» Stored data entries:
==========

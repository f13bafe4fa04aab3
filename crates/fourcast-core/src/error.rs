//! Errors as the front end presents them. Service crates keep their own
//! error enums; the binary maps them onto `AppError` before display.

use thiserror::Error;

/// Top-level application error type.
///
/// Use `user_message()` to get a display-appropriate message.
#[derive(Debug, Error)]
pub enum AppError {
    #[error("Network error: {0}")]
    Network(#[from] NetworkError),

    #[error("Database error: {0}")]
    Database(#[from] DatabaseError),

    #[error("Weather service error: {0}")]
    Weather(#[from] WeatherError),

    #[error("Location limit of {limit} reached")]
    Capacity { limit: usize },

    #[error("Invalid input: {0}")]
    InvalidInput(String),

    #[error("{0}")]
    Other(#[from] anyhow::Error),
}

impl AppError {
    /// Returns a user-friendly message suitable for display.
    pub fn user_message(&self) -> &'static str {
        match self {
            AppError::Network(e) => e.user_message(),
            AppError::Database(e) => e.user_message(),
            AppError::Weather(e) => e.user_message(),
            AppError::Capacity { .. } => {
                "You already track the maximum number of locations. Delete one first."
            }
            AppError::InvalidInput(_) => "That input isn't valid. Check it and try again.",
            AppError::Other(_) => "An unexpected error occurred. Please try again.",
        }
    }
}

/// Network-related errors (HTTP, connectivity).
#[derive(Debug, Error)]
pub enum NetworkError {
    #[error("Connection failed: {0}")]
    ConnectionFailed(String),

    #[error("Request timed out")]
    Timeout,

    #[error("Server error: {status} - {message}")]
    ServerError { status: u16, message: String },

    #[error("Invalid response: {0}")]
    InvalidResponse(String),
}

impl NetworkError {
    pub fn user_message(&self) -> &'static str {
        match self {
            NetworkError::ConnectionFailed(_) => {
                "Unable to connect. Check your internet connection."
            }
            NetworkError::Timeout => "The request timed out. Please try again.",
            NetworkError::ServerError { status, .. } if *status >= 500 => {
                "The server is experiencing issues. Please try again later."
            }
            NetworkError::ServerError { .. } => "The request failed. Please try again.",
            NetworkError::InvalidResponse(_) => {
                "Received an unexpected response. Please try again."
            }
        }
    }
}

/// Database/storage errors (SQLite).
#[derive(Debug, Error)]
pub enum DatabaseError {
    #[error("Database connection failed: {0}")]
    ConnectionFailed(String),

    #[error("Read failed: {0}")]
    ReadFailed(String),

    #[error("Write failed: {0}")]
    WriteFailed(String),
}

impl DatabaseError {
    pub fn user_message(&self) -> &'static str {
        match self {
            DatabaseError::ConnectionFailed(_) => {
                "Unable to open saved locations. Try restarting the app."
            }
            DatabaseError::ReadFailed(_) => "Couldn't load saved locations. Please try again.",
            DatabaseError::WriteFailed(_) => "Couldn't update saved locations. Please try again.",
        }
    }
}

/// Weather service errors.
#[derive(Debug, Error)]
pub enum WeatherError {
    #[error("Weather API error: {0}")]
    ApiError(String),

    #[error("Location permission denied")]
    PermissionDenied,

    #[error("Service unavailable")]
    ServiceUnavailable,

    #[error("Lookup cancelled")]
    Cancelled,
}

impl WeatherError {
    pub fn user_message(&self) -> &'static str {
        match self {
            WeatherError::ApiError(_) => "Weather service error. Please try again.",
            WeatherError::PermissionDenied => "Location permission was denied.",
            WeatherError::ServiceUnavailable => {
                "Weather service unavailable. Please try again later."
            }
            WeatherError::Cancelled => "The weather update was cancelled.",
        }
    }
}

/// Extension trait for converting reqwest errors to our error types.
pub trait ReqwestErrorExt {
    fn into_network_error(self) -> NetworkError;
}

impl ReqwestErrorExt for reqwest::Error {
    fn into_network_error(self) -> NetworkError {
        if self.is_timeout() {
            NetworkError::Timeout
        } else if self.is_connect() {
            NetworkError::ConnectionFailed(self.to_string())
        } else if let Some(status) = self.status() {
            NetworkError::ServerError {
                status: status.as_u16(),
                message: self.to_string(),
            }
        } else if self.is_decode() {
            NetworkError::InvalidResponse(self.to_string())
        } else {
            NetworkError::ConnectionFailed(self.to_string())
        }
    }
}
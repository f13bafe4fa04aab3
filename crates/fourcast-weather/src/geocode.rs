//! Forward geocoding: convert a free-text place name to a coordinate.
//! Uses the Open-Meteo geocoding API - free, no API key required.

use crate::types::{Coordinate, LookupError};
use reqwest::Client;
use serde::Deserialize;
use tracing::instrument;
use url::Url;

pub const DEFAULT_GEOCODING_URL: &str = "https://geocoding-api.open-meteo.com/v1/search";

#[derive(Debug, Deserialize)]
struct GeocodingResponse {
    /// Absent entirely when nothing matched
    #[serde(default)]
    results: Vec<GeocodingResult>,
}

#[derive(Debug, Deserialize)]
struct GeocodingResult {
    latitude: f64,
    longitude: f64,
    #[allow(dead_code)]
    name: Option<String>,
}

/// Geocoder client bound to one search endpoint
#[derive(Debug, Clone)]
pub struct Geocoder {
    client: Client,
    endpoint: Url,
}

impl Geocoder {
    pub fn new(client: Client, endpoint: Url) -> Self {
        Self { client, endpoint }
    }

    /// Resolve `name` to the best-matching coordinate.
    ///
    /// Returns `Ok(None)` when the service has no match; only transport,
    /// status and decoding problems are errors.
    #[instrument(skip(self), level = "debug")]
    pub async fn resolve(&self, name: &str) -> Result<Option<Coordinate>, LookupError> {
        let name = name.trim();
        if name.is_empty() {
            return Ok(None);
        }

        let mut url = self.endpoint.clone();
        url.query_pairs_mut()
            .append_pair("name", name)
            .append_pair("count", "1");

        let response = self.client.get(url).send().await?;

        if !response.status().is_success() {
            tracing::debug!("Geocoding returned status {}", response.status());
            return Err(LookupError::Status {
                service: "geocoder",
                status: response.status().as_u16(),
            });
        }

        let body = response.text().await?;
        let parsed: GeocodingResponse =
            serde_json::from_str(&body).map_err(|e| LookupError::Parse(e.to_string()))?;

        let found = parsed
            .results
            .into_iter()
            .next()
            .map(|r| Coordinate::new(r.latitude, r.longitude));

        match &found {
            Some(coordinate) => tracing::debug!("Resolved '{}' to {}", name, coordinate),
            None => tracing::debug!("No geocoding match for '{}'", name),
        }

        Ok(found)
    }
}
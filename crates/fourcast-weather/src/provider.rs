//! Current-conditions lookup against the Open-Meteo forecast API.

use crate::types::{Coordinate, LookupError, TemperatureUnit, WeatherCondition, WeatherReading};
use reqwest::Client;
use serde::Deserialize;
use tracing::instrument;
use url::Url;

pub const DEFAULT_FORECAST_URL: &str = "https://api.open-meteo.com/v1/forecast";

#[derive(Debug, Deserialize)]
struct ForecastResponse {
    current_weather: CurrentWeatherPayload,
}

#[derive(Debug, Deserialize)]
struct CurrentWeatherPayload {
    temperature: f64,
    #[serde(default)]
    weathercode: i32,
}

#[derive(Debug, Clone)]
pub struct WeatherProvider {
    client: Client,
    endpoint: Url,
    unit: TemperatureUnit,
}

impl WeatherProvider {
    pub fn new(client: Client, endpoint: Url, unit: TemperatureUnit) -> Self {
        Self {
            client,
            endpoint,
            unit,
        }
    }

    pub fn unit(&self) -> TemperatureUnit {
        self.unit
    }

    /// Fetch the instantaneous reading at `coordinate`. No retry is attempted.
    #[instrument(skip(self), level = "debug")]
    pub async fn current(&self, coordinate: Coordinate) -> Result<WeatherReading, LookupError> {
        if !coordinate.is_valid() {
            return Err(LookupError::InvalidRequest(format!(
                "coordinate out of range: {}",
                coordinate
            )));
        }

        let mut url = self.endpoint.clone();
        {
            let mut query = url.query_pairs_mut();
            query
                .append_pair("latitude", &coordinate.latitude.to_string())
                .append_pair("longitude", &coordinate.longitude.to_string())
                .append_pair("current_weather", "true");
            if self.unit != TemperatureUnit::Celsius {
                query.append_pair("temperature_unit", self.unit.query_value());
            }
        }

        let response = self.client.get(url).send().await?;

        if !response.status().is_success() {
            tracing::debug!("Forecast returned status {}", response.status());
            return Err(LookupError::Status {
                service: "weather provider",
                status: response.status().as_u16(),
            });
        }

        let body = response.text().await?;
        let parsed: ForecastResponse =
            serde_json::from_str(&body).map_err(|e| LookupError::Parse(e.to_string()))?;

        Ok(WeatherReading {
            temperature: parsed.current_weather.temperature,
            unit: self.unit,
            condition: WeatherCondition::from_wmo_code(parsed.current_weather.weathercode),
        })
    }
}

#[cfg(test)]
mod tests {
    #![allow(clippy::unwrap_used, clippy::expect_used)]
    use super::*;

    #[test]
    fn test_parse_current_weather() {
        let parsed: ForecastResponse = serde_json::from_str(
            r#"{"latitude": 35.7, "longitude": 139.7, "current_weather": {"temperature": 18.2, "windspeed": 4.1, "weathercode": 3}}"#,
        )
        .unwrap();
        assert_eq!(parsed.current_weather.temperature, 18.2);
        assert_eq!(parsed.current_weather.weathercode, 3);
    }

    #[test]
    fn test_missing_current_weather_is_parse_error() {
        let parsed = serde_json::from_str::<ForecastResponse>(r#"{"latitude": 35.7}"#);
        assert!(parsed.is_err());
    }

    #[tokio::test]
    async fn test_invalid_coordinate_rejected_before_request() {
        let provider = WeatherProvider::new(
            Client::new(),
            Url::parse("http://127.0.0.1:9/v1/forecast").unwrap(),
            TemperatureUnit::Celsius,
        );
        let result = provider.current(Coordinate::new(120.0, 0.0)).await;
        assert!(matches!(result, Err(LookupError::InvalidRequest(_))));
    }
}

==========

» PROBLEM REQUIREMENTS: Make a copy of each line in the records above that has the word "WeatherError".

» WRITTEN RESPONSE:
    Weather(#[from] WeatherError),
pub enum WeatherError {
impl WeatherError {
            WeatherError::ApiError(_) => "Weather service error. Please try again.",
            WeatherError::PermissionDenied => "Location permission was denied.",
            WeatherError::ServiceUnavailable => {
            WeatherError::Cancelled => "The weather update was cancelled.",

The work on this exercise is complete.